Emotional control is more up my alley. To control your emotions you first have to recognize that you are experiencing them. Once you know that you are in the midst of an undesirable emotion, there are any number of ways of dealing with it, most of them unacceptable when trading. However, as a prior student of NLP you know about pacing, reframing, mirroing and modeling and the like, so I doubt there is much I can help you with there.

 

Everyone is somewhat a product of the sum total of their experiences. However, what you do with what you have experienced and what you choose to learn from it and employ in your life thereafter is what I suppose could be called emotional intelligence.

 

The ones who fail in dealing with their emotions are those who forcibly try to change them through logic and goal-setting, etc. I would also suggest that even professional therapy is most times a lost cause as many of the therapist are more screwed up than their patients.
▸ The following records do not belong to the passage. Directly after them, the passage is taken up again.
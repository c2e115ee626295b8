use std::fmt;
use std::path::PathBuf;
use thiserror::Error;

/// Failure while evaluating a rule against a single export record.
///
/// Record-local problems (an unparseable price, say) are not errors: the rule
/// returns no update for them. Everything here aborts the run.
#[derive(Debug, Clone, Error, PartialEq, Eq)]
pub enum RuleError {
    #[error("The product with SKU {sku} was not found in the Cloud Commerce export.")]
    ProductNotFound { sku: String },

    #[error("No {attribute} set for \"{sku}\"")]
    MissingAttribute { sku: String, attribute: &'static str },

    #[error("Unrecognised {attribute} \"{value}\" for \"{sku}\"")]
    UnknownAttribute {
        sku: String,
        attribute: &'static str,
        value: String,
    },

    #[error("column \"{0}\" is not present in the export")]
    MissingColumn(String),
}

/// A rule failure tied to the export row that caused it.
#[derive(Debug, Clone, PartialEq, Eq)]
pub struct RowFailure {
    pub row_id: String,
    pub error: RuleError,
}

impl fmt::Display for RowFailure {
    fn fmt(&self, f: &mut fmt::Formatter<'_>) -> fmt::Result {
        write!(f, "row {}: {}", self.row_id, self.error)
    }
}

/// Run-level errors raised by the reader, the engine and the emitter.
#[derive(Debug, Error)]
pub enum WootoolsError {
    #[error("failed to open export {}: {source}", .path.display())]
    OpenExport {
        path: PathBuf,
        #[source]
        source: std::io::Error,
    },

    #[error("failed to read export {}: {source}", .path.display())]
    ReadExport {
        path: PathBuf,
        #[source]
        source: csv::Error,
    },

    #[error("export has no header row")]
    EmptyExport,

    #[error("{rule} needs column \"{column}\", which is missing from the export header")]
    MissingColumn { rule: String, column: String },

    #[error("{rule} aborted: {} record(s) failed", .failures.len())]
    RuleFailures {
        rule: String,
        failures: Vec<RowFailure>,
    },

    #[error("invalid config: {0}")]
    Config(String),

    #[error(transparent)]
    Csv(#[from] csv::Error),

    #[error(transparent)]
    Io(#[from] std::io::Error),
}

pub type Result<T> = std::result::Result<T, WootoolsError>;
We all have had and will continue to have what we consider bad emotional experiences or events, it is simply up to us to revisit those situations in our mind, reframe them, see them at a distance if you will, and imagine in our mind's eye a different result. Once properly learned, you can control a great deal of what would normally bother you or restrict you from being successful at something that normally stirs up your emotions.

 

I don't know if this is at all what you were hoping to hear from me but it is how I deal with things and it has worked for me thus far.

 

Happy Trading ;)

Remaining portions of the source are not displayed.